Sensors, motor tracking and data science: The quest to train MDs like elite athletes

Science Highlights
April 11, 2017
Raymond A. MacDougall

WALS speaker builds simulators to give feedback in medical training

Elite athletes perfect their A game with electronic feedback they and their coaches may analyze of swim strokes, golf swings, and numerous other motions and behaviors. Dr. Carla Pugh, guest speaker at the March 8, 2017, NIH Director’s Wednesday Afternoon Lecture Series, recognized early in her medical career that like athletes, physicians could benefit from the data obtained with sensors and motor tracking devices to learn and improve their technique. Pugh is the Susan Behrens Professor of Surgical Education and vice-chair of education and patient safety at the University of Wisconsin-Madison.

Pictured following the Wednesday Afternoon Lecture are, from left, guest speaker Carla Pugh; Roderic I. Pettigrew, NIBIB director; and Grace Peng, director of the NIBIB program in computational modeling, simulation and analysis.
Pictured following the Wednesday Afternoon Lecture are, from left, guest speaker Carla Pugh; Roderic I. Pettigrew, NIBIB director; and Grace Peng, director of the NIBIB program in computational modeling, simulation and analysis. 

As a high school athlete, Pugh recalls feedback she received after every match. By contrast, following medical school and a surgical residency, she found that the concept of feedback got left behind. She returned to the classroom for a Ph.D. in education, including coursework in human-computer interfaces, motivated by the burning question: “How can we get the data such that no surgeon in training or in practice would ever practice their craft without having continuous feedback on how to be the best that they can be?”

In 17 years of research, the past 10 as an NIH grantee, Pugh has designed simulators with sensors and detectors that provide an objective assessment—through data—of medical skills. Clinicians in training and seasoned experts alike have lined up to user her stimulators, contributing valuable performance data and gaining valuable feedback with their participation.

Pugh provided an overview of the evolution of her use of simulators in medical training. Her first, in 2000, was built with medical mannequins outfitted with rudimentary sensors to record touch and pressure delivered in a simulated gynecologic exam. Medical students performing simulated exams appeared competent, but the sensors and computer interface revealed quite different touch and pressure readings that guided further instruction for each student. “That’s when I knew there was something huge here—something we could potentially do with this data,” Pugh said.

Force sensitive resistor
When placed onto a manikin or surface, flexible sensors can detect touch and degree of pressure applied for medical exam simulations. 

Pugh expanded that simulator study to include 700 expert clinicians in the obstetrics and gynecology field. By comparison, experts completed the simulated exam in half the time and with less pressure and greater accuracy. That predictable result was accompanied by the a surprise effect of experts lining up to be a participant so they could receive the feedback provided by the simulation.
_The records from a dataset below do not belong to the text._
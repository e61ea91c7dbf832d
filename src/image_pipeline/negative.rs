//! The negative: one raw capture moving through parse, stage 1, stage 2
//! and stage 3, with the digests that identify it.

pub mod digest;
pub mod legacy_digest;
pub mod model;
pub mod parse;
pub mod stage1;
pub mod stages;

#[cfg(test)]
mod tests;

pub use digest::{DIGEST_TILE_ROWS, image_digest, legacy_image_digest};
pub use model::{Negative, NegativeState, NoiseFunction, NoiseProfile, RawImageStage};
pub use parse::{COLORIMETRIC_REFERENCE_ICC_PCS, D50_XY};
pub use stage1::read_raw_image;
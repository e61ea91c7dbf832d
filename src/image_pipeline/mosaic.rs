//! Colour filter array description and demosaicing.

pub mod info;
pub mod interpolate;
pub mod resample;

pub use info::{MosaicInfo, MosaicKind};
The laboratory’s lineup of simulators soon included a digital rectal exam, which proved to be a valuable medical training assist. “It was quite interesting to see the students looking at the computer while learning the exam, and autocorrecting without needing feedback from a faculty member.” Pugh said. “One of the things that we discovered is that there is a lot lost in translation when the students go from reading what they’re supposed to do in a text book and actually trying to do it.” Her team received an award for the work in 2008 from the Association for Surgical Education. 

“I began to instrument any simulator I could get my hands on,” Pugh said in describing the intubation simulator. The tricky procedure is performed for surgeries as well as to establish an airway for a patient during an emergency. “We put sensors in places where you should be touching and where the instruments should touch, and we put them in places where you shouldn’t.” The data showed that an experienced doctor could place an intubation tube in 12 seconds with fewer wrong moves than a novice committed with 18 added seconds.
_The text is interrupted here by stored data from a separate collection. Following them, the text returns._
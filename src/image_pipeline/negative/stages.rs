use tracing::{debug, info, warn};

use crate::image_pipeline::common::error::{DngError, Result};
use crate::image_pipeline::common::host::{DNG_VERSION_NONE, Host, HostConfig};
use crate::image_pipeline::common::image::StageImage;
use crate::image_pipeline::common::rational::URational;
use crate::image_pipeline::mosaic::resample;
use crate::image_pipeline::negative::model::{Negative, NegativeState, RawImageStage};
use crate::image_pipeline::opcodes::OpcodeList;

impl Negative {
    /// Where a verbatim raw copy has to be kept so a saved DNG can carry it.
    ///
    /// Opcodes the target version cannot express (or flagged always-apply)
    /// are baked in first. A linear DNG needs no raw copy.
    pub fn raw_image_stage_for(&self, config: &HostConfig) -> RawImageStage {
        if config.save_dng_version == DNG_VERSION_NONE || config.save_linear_dng {
            RawImageStage::None
        } else if self.opcode_list_1.min_version(false) > config.save_dng_version
            || self.opcode_list_1.always_apply()
        {
            RawImageStage::PostOpcode1
        } else {
            RawImageStage::PreOpcode1
        }
    }

    /// Stage 1 -> stage 2: opcode list 1, linearization, opcode list 2.
    /// Stage 1 is released afterwards.
    pub fn build_stage2(&mut self, host: &Host) -> Result<()> {
        let _span = tracing::info_span!("build_stage2").entered();
        self.require_state(NegativeState::Stage1Read, "build_stage2")?;
        self.find_raw_data_unique_id(host)?;

        let mut stage1 = self
            .stage1
            .take()
            .ok_or_else(|| DngError::program("stage 1 image missing"))?;

        self.raw_image_stage = self.raw_image_stage_for(host.config());
        debug!("Raw image retained at {:?}", self.raw_image_stage);
        if self.raw_image_stage == RawImageStage::PreOpcode1 {
            self.raw_image = Some(stage1.clone());
            self.raw_opcode_list_1 = self.opcode_list_1.clone();
        }

        self.opcode_list_1.apply(&mut stage1, host, self.is_preview)?;
        if self.raw_image_stage == RawImageStage::PostOpcode1 {
            self.raw_image = Some(stage1.clone());
            self.raw_opcode_list_1 = OpcodeList::new(1);
        }

        let linearization = self
            .linearization
            .as_ref()
            .ok_or_else(|| DngError::bad_format("negative without linearization info"))?;
        let mut stage2 = linearization.linearize(&stage1, host)?;
        drop(stage1);

        self.opcode_list_2.apply(&mut stage2, host, self.is_preview)?;
        info!("Built stage 2: {}x{}x{}", stage2.width, stage2.height, stage2.planes);
        self.stage2 = Some(stage2);
        self.state = NegativeState::Stage2Built;
        Ok(())
    }

    /// Stage 2 -> stage 3: demosaic, host size limits, opcode list 3.
    /// Stage 2 is released afterwards.
    ///
    /// Without a mosaic stage 3 is stage 2 unchanged. A single-plane mosaic
    /// is interpolated; a stage 2 that already holds every colour is merged,
    /// and only that merge applies the `BaselineExposure` gain when no
    /// source plane is selected.
    pub fn build_stage3(&mut self, host: &Host) -> Result<()> {
        let _span = tracing::info_span!("build_stage3").entered();
        self.require_state(NegativeState::Stage2Built, "build_stage3")?;
        let stage2 = self
            .stage2
            .take()
            .ok_or_else(|| DngError::program("stage 2 image missing"))?;
        let config = host.config().clone();

        let mut stage3 = if self.mosaic.is_none() {
            stage2.clone()
        } else {
            if config.four_color_bayer && self.mosaic.as_ref().is_some_and(|m| m.is_bayer()) {
                self.set_four_color_bayer()?;
            }
            let source_plane = config.source_plane.map(|p| p as usize);
            let mosaic = self
                .mosaic
                .as_ref()
                .ok_or_else(|| DngError::program("mosaic info missing"))?;
            let mut full = if stage2.planes > 1 {
                let mut merged = mosaic.merge_planes(&stage2, source_plane, host)?;
                if source_plane.is_none() {
                    self.stage3_gain = 2f64.powf(self.baseline_exposure.as_f64());
                    resample::apply_gain(&mut merged, self.stage3_gain);
                }
                merged
            } else {
                mosaic.interpolate(&stage2, source_plane, host)?
            };

            if let Some((width, height)) = target_size(&full, &config) {
                debug!(
                    "Resampling stage 3 from {}x{} to {}x{}",
                    full.width, full.height, width, height
                );
                full = resample::downsample(&full, width, height, host)?;
            }
            full
        };

        self.raw_to_full_scale_h = stage3.width as f64 / stage2.width as f64;
        self.raw_to_full_scale_v = stage3.height as f64 / stage2.height as f64;
        if self.raw_to_full_scale_h > 1.0 || self.raw_to_full_scale_v > 1.0 {
            self.rescale_crop(self.raw_to_full_scale_h, self.raw_to_full_scale_v);
        }
        drop(stage2);

        self.opcode_list_3.apply(&mut stage3, host, self.is_preview)?;
        info!(
            "Built stage 3: {}x{}x{}, raw to full scale {:.3}x{:.3}",
            stage3.width,
            stage3.height,
            stage3.planes,
            self.raw_to_full_scale_h,
            self.raw_to_full_scale_v
        );
        self.stage3 = Some(stage3);
        self.state = NegativeState::Stage3Built;
        Ok(())
    }

    /// Splits the second green of a Bayer mosaic into its own colour
    /// channel, duplicating the per-channel colour data of the first green.
    pub fn set_four_color_bayer(&mut self) -> Result<()> {
        let mosaic = self
            .mosaic
            .as_mut()
            .ok_or_else(|| DngError::program("four-colour conversion without a mosaic"))?;
        if self.color_channels != 3 {
            return Err(DngError::program(format!(
                "four-colour conversion of {} channels",
                self.color_channels
            )));
        }
        mosaic.set_four_color_bayer()?;

        if self.camera_neutral.len() == 3 {
            let green = self.camera_neutral.values()[1];
            self.camera_neutral.push(green);
        }
        if self.analog_balance.len() == 3 {
            let green = self.analog_balance.values()[1];
            self.analog_balance.push(green);
        }
        self.noise_profile.duplicate_channel(1);
        if !self.camera_calibration_1.is_empty() || !self.camera_calibration_2.is_empty() {
            warn!("Dropping camera calibration for four-colour conversion");
        }
        self.camera_calibration_1.clear();
        self.camera_calibration_2.clear();
        self.camera_calibration_signature.clear();
        for profile in self.profiles.iter_mut() {
            profile.set_four_color_bayer()?;
        }
        self.color_channels = 4;
        Ok(())
    }

    fn rescale_crop(&mut self, scale_h: f64, scale_v: f64) {
        let scale = |r: URational, s: f64| URational::from_f64_auto(r.as_f64() * s);
        self.default_crop_origin_h = scale(self.default_crop_origin_h, scale_h);
        self.default_crop_size_h = scale(self.default_crop_size_h, scale_h);
        self.default_crop_origin_v = scale(self.default_crop_origin_v, scale_v);
        self.default_crop_size_v = scale(self.default_crop_size_v, scale_v);
        debug!("Crop rescaled by {}x{}", scale_h, scale_v);
    }
}

/// Stage 3 size honouring the host preferences, or `None` to keep it.
///
/// Sizes refer to the longest side. The preferred size is divided by the
/// crop factor, then clamped between the minimum and maximum.
fn target_size(image: &StageImage, config: &HostConfig) -> Option<(usize, usize)> {
    let longest = image.width.max(image.height);
    let mut target = if config.preferred_size > 0 {
        let factor = if config.crop_factor > 0.0 { config.crop_factor } else { 1.0 };
        (config.preferred_size as f64 / factor).round() as usize
    } else {
        longest
    };
    if config.minimum_size > 0 {
        target = target.max(config.minimum_size as usize);
    }
    if config.maximum_size > 0 {
        target = target.min(config.maximum_size as usize);
    }
    if target == 0 || target >= longest {
        return None;
    }
    let scale = |side: usize| ((side * target + longest / 2) / longest).max(1);
    Some((scale(image.width), scale(image.height)))
}

#[cfg(test)]
mod tests {
    use super::*;
    use crate::image_pipeline::common::image::PixelType;

    #[test]
    fn target_size_respects_limits() {
        let image = StageImage::new(400, 200, 3, PixelType::U16);
        let config = HostConfig::builder().maximum_size(100).build();
        assert_eq!(target_size(&image, &config), Some((100, 50)));

        let config = HostConfig::builder().preferred_size(300).crop_factor(1.5).build();
        assert_eq!(target_size(&image, &config), Some((200, 100)));

        let config = HostConfig::builder()
            .preferred_size(50)
            .minimum_size(800)
            .build();
        assert_eq!(target_size(&image, &config), None);
        assert_eq!(target_size(&image, &HostConfig::default()), None);
    }
}
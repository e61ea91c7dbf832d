//! Sample predictors for lossless JPEG.
//!
//! `Ra` is the sample to the left, `Rb` the one above and `Rc` the one above
//! and to the left, all in the same component. The first row of the image
//! and of every restart interval predicts from the left neighbour, starting
//! from half the sample range; the first column of other rows predicts
//! from above.

use crate::image_pipeline::common::error::{DngError, Result};

#[derive(Debug, Clone, Copy, PartialEq, Eq, Default)]
pub enum Predictor {
    /// No prediction; the difference is the sample itself.
    None,
    /// Ra
    #[default]
    Left,
    /// Rb
    Above,
    /// Rc
    UpperLeft,
    /// Ra + Rb - Rc
    Gradient,
    /// Ra + ((Rb - Rc) >> 1)
    LeftHalfGradient,
    /// Rb + ((Ra - Rc) >> 1)
    AboveHalfGradient,
    /// (Ra + Rb) >> 1
    Average,
}

impl Predictor {
    pub const ALL: [Predictor; 8] = [
        Predictor::None,
        Predictor::Left,
        Predictor::Above,
        Predictor::UpperLeft,
        Predictor::Gradient,
        Predictor::LeftHalfGradient,
        Predictor::AboveHalfGradient,
        Predictor::Average,
    ];

    pub fn from_selector(selector: u8) -> Result<Predictor> {
        Self::ALL
            .get(selector as usize)
            .copied()
            .ok_or_else(|| DngError::bad_format(format!("predictor selector {}", selector)))
    }

    pub fn selector(self) -> u8 {
        match self {
            Predictor::None => 0,
            Predictor::Left => 1,
            Predictor::Above => 2,
            Predictor::UpperLeft => 3,
            Predictor::Gradient => 4,
            Predictor::LeftHalfGradient => 5,
            Predictor::AboveHalfGradient => 6,
            Predictor::Average => 7,
        }
    }
}

/// Layout of the interleaved sample buffer being coded.
#[derive(Debug, Clone, Copy)]
pub struct ScanGeometry {
    pub width: usize,
    pub components: usize,
    pub precision: u8,
}

impl ScanGeometry {
    #[inline]
    pub fn row_len(&self) -> usize {
        self.width * self.components
    }

    #[inline]
    fn base(&self) -> i32 {
        1 << (self.precision - 1)
    }
}

/// Prediction for the sample at `index` (row `row`, column `col`).
///
/// `samples` must hold every sample before `index` already reconstructed.
/// `interval_start` is set on the first row of the image and of each restart
/// interval. Arithmetic is modulo 2^16.
#[inline]
pub fn predict(
    predictor: Predictor,
    geometry: &ScanGeometry,
    samples: &[u16],
    index: usize,
    col: usize,
    interval_start: bool,
) -> u16 {
    if predictor == Predictor::None {
        return 0;
    }
    let comps = geometry.components;
    let row_len = geometry.row_len();

    if interval_start {
        return if col == 0 {
            geometry.base() as u16
        } else {
            samples[index - comps]
        };
    }
    if col == 0 {
        return samples[index - row_len];
    }

    let ra = samples[index - comps] as i32;
    let rb = samples[index - row_len] as i32;
    let rc = samples[index - row_len - comps] as i32;

    let value = match predictor {
        Predictor::None => 0,
        Predictor::Left => ra,
        Predictor::Above => rb,
        Predictor::UpperLeft => rc,
        Predictor::Gradient => ra + rb - rc,
        Predictor::LeftHalfGradient => ra + ((rb - rc) >> 1),
        Predictor::AboveHalfGradient => rb + ((ra - rc) >> 1),
        Predictor::Average => (ra + rb) >> 1,
    };
    value as u16
}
Breast exam simulation followed. “It’s actually kind of complex; everyone does it differently,” Pugh said. In 2011, the United States government recognized Pugh’s breast exam project, supported by the National Institute of Biomedical Imaging and Bioengineering (NIBIB), with a Presidential Early Career Award for Scientists and Engineers (PECASE).

The breast exam simulator represents a significant advance from Pugh’s early simulators. Sensors in the device can detect directional force and her team videotaped each simulation to be synched with force and directional data. This simulation study showed that 15 percent of physicians who participated with an average of 20 years in practice do not apply enough force to find a lesion in a breast exam. More than half didn’t practice the recommended linear strip palpation that achieves greatest tissue coverage.

Pugh’s ongoing projects extend to operating room procedures, from sutures to laparoscopy. She collaborates with experts in to differentiate data signals for various types of touch, and with data scientists to extract the many performance variables from her data.

“There is an endless supply of sensor data and things that we can try in the operating room,” Pugh said. “The simulator is my bench, my mouse. I can have different simulators, but it’s the data that is helping move this agenda and the science forward.”